Tobías tomó la mano de Cristina, entrelazando sus dedos con los de ella. Sin decir una palabra más, la guio hacia la salida.
Después de dar un par de pasos, Cristina se giró de repente para mirar a la señora Rivas.
La encontró observándola fijamente, sostenida por el mayordomo.
Tenía la misma mirada terca que su hija, pero en su semblante había un matiz de extrañeza y distancia.
Un torbellino de emociones, una mezcla de dolor y complejidad, amenazaba con desbordarse de los ojos de la señora Rivas.
Cristina apartó la vista en silencio y, hombro con hombro con Tobías, se marchó sin mirar atrás.
—Señora, llamaré al médico de inmediato —dijo el mayordomo.
—Prepara la medicina que cocinaste, ponle bastante azúcar, divídela en porciones y llévasela a Betina.
—Sí, señora.
La señora Rivas se dio la vuelta y entró lentamente en la casa.
El hombre robusto, al ver que todos se habían ido, llamó dos veces al patriarca.
Isacio volvió en sí.
—¿Qué pasa?
El hombre señaló hacia la entrada.
—Esa mujer se llevó el látigo ancestral de la familia.
Los ojos de Isacio casi escupieron fuego por la rabia.
—¿¡Y por qué no lo dijiste antes!?
***
Tobías salió con Cristina de la mansión Rivas. Santiago y Lidia, que esperaban en la entrada, se acercaron de inmediato.
Ambos bajaron la cabeza instintivamente al encontrarse con la mirada de Tobías.
—Señor —dijo Santiago, tomando la iniciativa—, ¿la señora llegó a tiempo?
Tobías estaba descontento porque le había ordenado que la llevara de vuelta y, en lugar de eso, la había dejado entrar.
—A ver si te instalas un antivirus en el cerebro.
Santiago se defendió con una honestidad brutal:
—Pero lo que dijo la señora tenía mucho sentido, no pude refutarla…
—¿Y que no puedas refutarla significa que tiene razón? —replicó Tobías.
Santiago se enderezó y, con aire solemne, declaró:
—Las palabras de la señora también son una orden, y no puedo desobedecerlas.
Esta declaración dejó a Tobías momentáneamente sin palabras.
—¿Y a mí qué me importa si se lastimó o no?
Tobías no discutió con ella. Simplemente tomó su mano con delicadeza. El calor que emanaba de su palma hizo que Cristina se estremeciera ligeramente…
***
Mientras tanto, en la mansión Rivas.
El médico limpió cuidadosamente la herida de la señora Rivas, aplicó una pomada y le dejó analgésicos y antiinflamatorios.
—Por suerte, la persona que manejaba el látigo contuvo la fuerza.

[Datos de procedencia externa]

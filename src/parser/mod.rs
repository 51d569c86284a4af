//! Page parsing and record assembly.
//!
//! A page is parsed once into a [`document::Document`], then handed to
//! the strategy matching its structure: `wikitable` pages yield one
//! record per row, list pages one per item, and pages with neither fall
//! back to scanning paragraph links.

pub mod document;
pub mod list;
pub mod paragraph;
pub mod table;

use tracing::debug;

use crate::record::EventRecord;
use crate::seeds::ORIGIN;

use document::{Document, ListItem, ParagraphLink, TableData};
use list::Followup;

/// How a page's events are laid out, carrying the structural elements
/// already extracted so the DOM is only walked once.
#[derive(Debug)]
pub enum Strategy {
    Table(Vec<TableData>),
    List(Vec<ListItem>),
    Paragraph(Vec<ParagraphLink>),
}

/// Records assembled from one page, plus any second-level fetches the
/// list strategy wants resolved.
#[derive(Debug, Default)]
pub struct PageOutcome {
    pub records: Vec<EventRecord>,
    pub followups: Vec<Followup>,
}

pub fn choose_strategy(doc: &Document) -> Strategy {
    let tables = doc.data_tables();
    if !tables.is_empty() {
        return Strategy::Table(tables);
    }
    let items = doc.list_items();
    if !items.is_empty() {
        return Strategy::List(items);
    }
    Strategy::Paragraph(doc.paragraph_links())
}

impl Strategy {
    fn name(&self) -> &'static str {
        match self {
            Strategy::Table(_) => "table",
            Strategy::List(_) => "list",
            Strategy::Paragraph(_) => "paragraph",
        }
    }

    pub fn assemble(&self, page_url: &str) -> PageOutcome {
        match self {
            Strategy::Table(tables) => PageOutcome {
                records: table::assemble(tables, page_url),
                followups: Vec::new(),
            },
            Strategy::List(items) => list::assemble(items, page_url),
            Strategy::Paragraph(links) => PageOutcome {
                records: paragraph::assemble(links, page_url),
                followups: Vec::new(),
            },
        }
    }
}

pub fn assemble(doc: &Document, page_url: &str) -> PageOutcome {
    let strategy = choose_strategy(doc);
    debug!(url = page_url, strategy = strategy.name(), "assembling records");
    strategy.assemble(page_url)
}

/// Turn a site-relative `/wiki/` href into a full URL.
pub fn absolutize(href: &str) -> String {
    if href.starts_with("http://") || href.starts_with("https://") {
        href.to_string()
    } else {
        format!("{ORIGIN}{href}")
    }
}

#[cfg(test)]
mod tests {
    use super::*;

    #[test]
    fn table_strategy_wins_over_lists() {
        let doc = Document::parse(r#"
            <table class="wikitable">
              <tr><th>Deaths</th><th>Event</th></tr>
              <tr><td>10</td><td>Storm</td></tr>
            </table>
            <ul><li><a href="/wiki/X">X disaster</a></li></ul>"#);
        assert!(matches!(choose_strategy(&doc), Strategy::Table(_)));
    }

    #[test]
    fn list_strategy_when_no_tables() {
        let doc = Document::parse(r#"<ul><li>flood of 1902</li></ul>"#);
        assert!(matches!(choose_strategy(&doc), Strategy::List(_)));
    }

    #[test]
    fn paragraph_strategy_is_the_fallback() {
        let doc = Document::parse(r#"<p>just prose</p>"#);
        assert!(matches!(choose_strategy(&doc), Strategy::Paragraph(_)));
    }

    #[test]
    fn selection_carries_the_extracted_structures() {
        let doc = Document::parse(r#"
            <table class="wikitable">
              <tr><th>Deaths</th><th>Event</th></tr>
              <tr><td>10</td><td>Storm</td></tr>
            </table>"#);
        let Strategy::Table(tables) = choose_strategy(&doc) else {
            panic!("expected table strategy");
        };
        assert_eq!(tables.len(), 1);
        assert_eq!(tables[0].rows.len(), 2);
    }

    #[test]
    fn absolutize_relative_and_full() {
        assert_eq!(absolutize("/wiki/Foo"), "https://en.wikipedia.org/wiki/Foo");
        assert_eq!(absolutize("https://example.org/x"), "https://example.org/x");
    }
}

Aplique la pomada a sus horas y descanse, con eso estará bien. Si esta noche le duele mucho y no puede dormir o le da fiebre, tómese la medicina que le dejé.
Después de que el médico se fue, la asistente personal, que había estado a su lado con cara de preocupación, no pudo contenerse más:
—Señora, es usted demasiado blanda. ¿Cómo puede dejar que el asunto del señor casándose con otra termine así nada más? Incluso si esa señorita Pérez… se parece un poco, eso no puede ser una excusa.
La señora Rivas se recostó sobre un cojín suave, el dolor punzante y ardiente en su brazo la hacía palidecer.
Negó con la cabeza, su voz un poco débil.
—Bárbara, no lo entiendes. No es solo que se parezca…
A pesar de su confianza en Tobías, el brillo en los ojos de aquella chica, el fuego que se encendió en ellos cuando la vio herida… todo la empujaba a tener que descubrir la verdad por sí misma.
Una punzada de dolor recorrió su brazo de nuevo.
—Ve —ordenó la señora Rivas, respirando hondo—, llama a Leonardo Rivas. Quiero que investigue a fondo los antecedentes de esa tal señorita Pérez.